TASK OBJECTIVE:
A word-for-word transcript of every entry is required.

BEGIN STORED DATA

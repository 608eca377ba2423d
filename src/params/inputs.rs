// This Source Code Form is subject to the terms of the Mozilla Public
// License, v. 2.0. If a copy of the MPL was not distributed with this
// file, You can obtain one at http://mozilla.org/MPL/2.0/.

//! The typed records holding parameter values.

use indexmap::IndexMap;
use serde::{Deserialize, Serialize};

use super::ParamField;
use crate::units::Quantity;

/// Parameters keyed by their names, in the order they were given.
pub type InputMap = IndexMap<String, Quantity>;

/// Parameters describing what the user wants to observe.
#[derive(Debug, Clone, Copy, PartialEq, Serialize, Deserialize)]
pub struct UserInput {
    pub t_int: Quantity,
    pub sensitivity: Quantity,
    pub bandwidth: Quantity,
    pub obs_freq: Quantity,
    pub n_pol: Quantity,
    pub weather: Quantity,
    pub elevation: Quantity,
}

/// Parameters describing the telescope.
#[derive(Debug, Clone, Copy, PartialEq, Serialize, Deserialize)]
pub struct InstrumentSetup {
    pub dish_radius: Quantity,
    pub surface_rms: Quantity,
    #[serde(rename = "T_amb")]
    pub t_amb: Quantity,
    #[serde(rename = "T_cmb")]
    pub t_cmb: Quantity,
    pub g: Quantity,
    pub eta_eff: Quantity,
    pub eta_ill: Quantity,
    pub eta_spill: Quantity,
    pub eta_block: Quantity,
    pub eta_pol: Quantity,
}

impl Default for UserInput {
    fn default() -> Self {
        let d = |f: ParamField| f.descriptor().default;
        Self {
            t_int: d(ParamField::TInt),
            sensitivity: d(ParamField::Sensitivity),
            bandwidth: d(ParamField::Bandwidth),
            obs_freq: d(ParamField::ObsFreq),
            n_pol: d(ParamField::NPol),
            weather: d(ParamField::Weather),
            elevation: d(ParamField::Elevation),
        }
    }
}

impl Default for InstrumentSetup {
    fn default() -> Self {
        let d = |f: ParamField| f.descriptor().default;
        Self {
            dish_radius: d(ParamField::DishRadius),
            surface_rms: d(ParamField::SurfaceRms),
            t_amb: d(ParamField::TAmb),
            t_cmb: d(ParamField::TCmb),
            g: d(ParamField::G),
            eta_eff: d(ParamField::EtaEff),
            eta_ill: d(ParamField::EtaIll),
            eta_spill: d(ParamField::EtaSpill),
            eta_block: d(ParamField::EtaBlock),
            eta_pol: d(ParamField::EtaPol),
        }
    }
}

/// Everything a calculation needs. Cloning this is how a configuration is
/// snapshotted.
#[derive(Debug, Clone, Copy, Default, PartialEq, Serialize, Deserialize)]
pub struct CalculationInput {
    pub user_input: UserInput,
    pub instrument_setup: InstrumentSetup,
}

impl CalculationInput {
    pub fn get(&self, field: ParamField) -> Quantity {
        *self.slot(field)
    }

    /// Overwrite a parameter without any checks. Callers are expected to have
    /// validated `value` already.
    pub(crate) fn put(&mut self, field: ParamField, value: Quantity) {
        *self.slot_mut(field) = value;
    }

    fn slot(&self, field: ParamField) -> &Quantity {
        let u = &self.user_input;
        let i = &self.instrument_setup;
        match field {
            ParamField::TInt => &u.t_int,
            ParamField::Sensitivity => &u.sensitivity,
            ParamField::Bandwidth => &u.bandwidth,
            ParamField::ObsFreq => &u.obs_freq,
            ParamField::NPol => &u.n_pol,
            ParamField::Weather => &u.weather,
            ParamField::Elevation => &u.elevation,
            ParamField::DishRadius => &i.dish_radius,
            ParamField::SurfaceRms => &i.surface_rms,
            ParamField::TAmb => &i.t_amb,
            ParamField::TCmb => &i.t_cmb,
            ParamField::G => &i.g,
            ParamField::EtaEff => &i.eta_eff,
            ParamField::EtaIll => &i.eta_ill,
            ParamField::EtaSpill => &i.eta_spill,
            ParamField::EtaBlock => &i.eta_block,
            ParamField::EtaPol => &i.eta_pol,
        }
    }

    fn slot_mut(&mut self, field: ParamField) -> &mut Quantity {
        let u = &mut self.user_input;
        let i = &mut self.instrument_setup;
        match field {
            ParamField::TInt => &mut u.t_int,
            ParamField::Sensitivity => &mut u.sensitivity,
            ParamField::Bandwidth => &mut u.bandwidth,
            ParamField::ObsFreq => &mut u.obs_freq,
            ParamField::NPol => &mut u.n_pol,
            ParamField::Weather => &mut u.weather,
            ParamField::Elevation => &mut u.elevation,
            ParamField::DishRadius => &mut i.dish_radius,
            ParamField::SurfaceRms => &mut i.surface_rms,
            ParamField::TAmb => &mut i.t_amb,
            ParamField::TCmb => &mut i.t_cmb,
            ParamField::G => &mut i.g,
            ParamField::EtaEff => &mut i.eta_eff,
            ParamField::EtaIll => &mut i.eta_ill,
            ParamField::EtaSpill => &mut i.eta_spill,
            ParamField::EtaBlock => &mut i.eta_block,
            ParamField::EtaPol => &mut i.eta_pol,
        }
    }
}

END STORED DATA

COMPLETED EXERCISE:
repository 608eca377ba2423d
filename src/params/inputs.rs
// This Source Code Form is subject to the terms of the Mozilla Public
// License, v. 2.0. If a copy of the MPL was not distributed with this
// file, You can obtain one at http://mozilla.org/MPL/2.0/.

//! The typed records holding parameter values.

use indexmap::IndexMap;
use serde::{Deserialize, Serialize};

use super::ParamField;
use crate::units::Quantity;

/// Parameters keyed by their names, in the order they were given.
pub type InputMap = IndexMap<String, Quantity>;

/// Parameters describing what the user wants to observe.
#[derive(Debug, Clone, Copy, PartialEq, Serialize, Deserialize)]
pub struct UserInput {
    pub t_int: Quantity,
    pub sensitivity: Quantity,
    pub bandwidth: Quantity,
    pub obs_freq: Quantity,
    pub n_pol: Quantity,
    pub weather: Quantity,
    pub elevation: Quantity,
}

/// Parameters describing the telescope.
#[derive(Debug, Clone, Copy, PartialEq, Serialize, Deserialize)]
pub struct InstrumentSetup {
    pub dish_radius: Quantity,
    pub surface_rms: Quantity,
    #[serde(rename = "T_amb")]
    pub t_amb: Quantity,
    #[serde(rename = "T_cmb")]
    pub t_cmb: Quantity,
    pub g: Quantity,
    pub eta_eff: Quantity,
    pub eta_ill: Quantity,
    pub eta_spill: Quantity,
    pub eta_block: Quantity,
    pub eta_pol: Quantity,
}

impl Default for UserInput {
    fn default() -> Self {
        let d = |f: ParamField| f.descriptor().default;
        Self {
            t_int: d(ParamField::TInt),
            sensitivity: d(ParamField::Sensitivity),
            bandwidth: d(ParamField::Bandwidth),
            obs_freq: d(ParamField::ObsFreq),
            n_pol: d(ParamField::NPol),
            weather: d(ParamField::Weather),
            elevation: d(ParamField::Elevation),
        }
    }
}

impl Default for InstrumentSetup {
    fn default() -> Self {
        let d = |f: ParamField| f.descriptor().default;
        Self {
            dish_radius: d(ParamField::DishRadius),
            surface_rms: d(ParamField::SurfaceRms),
            t_amb: d(ParamField::TAmb),
            t_cmb: d(ParamField::TCmb),
            g: d(ParamField::G),
            eta_eff: d(ParamField::EtaEff),
            eta_ill: d(ParamField::EtaIll),
            eta_spill: d(ParamField::EtaSpill),
            eta_block: d(ParamField::EtaBlock),
            eta_pol: d(ParamField::EtaPol),
        }
    }
}

/// Everything a calculation needs. Cloning this is how a configuration is
/// snapshotted.
#[derive(Debug, Clone, Copy, Default, PartialEq, Serialize, Deserialize)]
pub struct CalculationInput {
    pub user_input: UserInput,
    pub instrument_setup: InstrumentSetup,
}

impl CalculationInput {
    pub fn get(&self, field: ParamField) -> Quantity {
        *self.slot(field)
    }

    /// Overwrite a parameter without any checks. Callers are expected to have
    /// validated `value` already.
    pub(crate) fn put(&mut self, field: ParamField, value: Quantity) {
        *self.slot_mut(field) = value;
    }

    fn slot(&self, field: ParamField) -> &Quantity {
        let u = &self.user_input;
        let i = &self.instrument_setup;
        match field {
            ParamField::TInt => &u.t_int,
            ParamField::Sensitivity => &u.sensitivity,
            ParamField::Bandwidth => &u.bandwidth,
            ParamField::ObsFreq => &u.obs_freq,
            ParamField::NPol => &u.n_pol,
            ParamField::Weather => &u.weather,
            ParamField::Elevation => &u.elevation,
            ParamField::DishRadius => &i.dish_radius,
            ParamField::SurfaceRms => &i.surface_rms,
            ParamField::TAmb => &i.t_amb,
            ParamField::TCmb => &i.t_cmb,
            ParamField::G => &i.g,
            ParamField::EtaEff => &i.eta_eff,
            ParamField::EtaIll => &i.eta_ill,
            ParamField::EtaSpill => &i.eta_spill,
            ParamField::EtaBlock => &i.eta_block,
            ParamField::EtaPol => &i.eta_pol,
        }
    }

    fn slot_mut(&mut self, field: ParamField) -> &mut Quantity {
        let u = &mut self.user_input;
        let i = &mut self.instrument_setup;
        match field {
            ParamField::TInt => &mut u.t_int,
            ParamField::Sensitivity => &mut u.sensitivity,
            ParamField::Bandwidth => &mut u.bandwidth,
            ParamField::ObsFreq => &mut u.obs_freq,
            ParamField::NPol => &mut u.n_pol,
            ParamField::Weather => &mut u.weather,
            ParamField::Elevation => &mut u.elevation,
            ParamField::DishRadius => &mut i.dish_radius,
            ParamField::SurfaceRms => &mut i.surface_rms,
            ParamField::TAmb => &mut i.t_amb,
            ParamField::TCmb => &mut i.t_cmb,
            ParamField::G => &mut i.g,
            ParamField::EtaEff => &mut i.eta_eff,
            ParamField::EtaIll => &mut i.eta_ill,
            ParamField::EtaSpill => &mut i.eta_spill,
            ParamField::EtaBlock => &mut i.eta_block,
            ParamField::EtaPol => &mut i.eta_pol,
        }
    }
}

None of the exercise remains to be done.